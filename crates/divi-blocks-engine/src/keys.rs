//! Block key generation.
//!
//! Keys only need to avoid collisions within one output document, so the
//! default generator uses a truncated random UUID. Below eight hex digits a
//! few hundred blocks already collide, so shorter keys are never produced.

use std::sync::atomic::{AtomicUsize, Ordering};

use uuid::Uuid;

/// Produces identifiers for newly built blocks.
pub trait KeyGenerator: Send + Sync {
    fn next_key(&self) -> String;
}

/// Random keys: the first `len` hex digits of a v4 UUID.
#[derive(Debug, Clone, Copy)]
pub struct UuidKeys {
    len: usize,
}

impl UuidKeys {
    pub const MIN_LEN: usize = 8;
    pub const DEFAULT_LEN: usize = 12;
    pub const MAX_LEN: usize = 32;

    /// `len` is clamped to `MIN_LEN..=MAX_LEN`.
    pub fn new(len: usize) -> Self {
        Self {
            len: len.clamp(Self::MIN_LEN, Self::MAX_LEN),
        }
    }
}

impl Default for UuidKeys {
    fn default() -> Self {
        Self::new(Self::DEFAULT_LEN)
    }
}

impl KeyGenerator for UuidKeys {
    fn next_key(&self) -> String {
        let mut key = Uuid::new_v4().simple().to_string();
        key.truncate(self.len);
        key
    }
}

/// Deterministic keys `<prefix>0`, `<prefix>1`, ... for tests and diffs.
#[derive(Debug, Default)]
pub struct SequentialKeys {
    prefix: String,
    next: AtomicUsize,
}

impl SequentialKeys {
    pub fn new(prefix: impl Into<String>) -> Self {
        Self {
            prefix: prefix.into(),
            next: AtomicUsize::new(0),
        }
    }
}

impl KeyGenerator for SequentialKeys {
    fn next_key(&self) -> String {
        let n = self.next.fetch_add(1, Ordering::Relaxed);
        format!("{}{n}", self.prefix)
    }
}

_Task_. Looking at the records above, which lines contain "AtomicUsize"? Copy those lines.

_Completed exercise_.
use std::sync::atomic::{AtomicUsize, Ordering};
    next: AtomicUsize,
            next: AtomicUsize::new(0),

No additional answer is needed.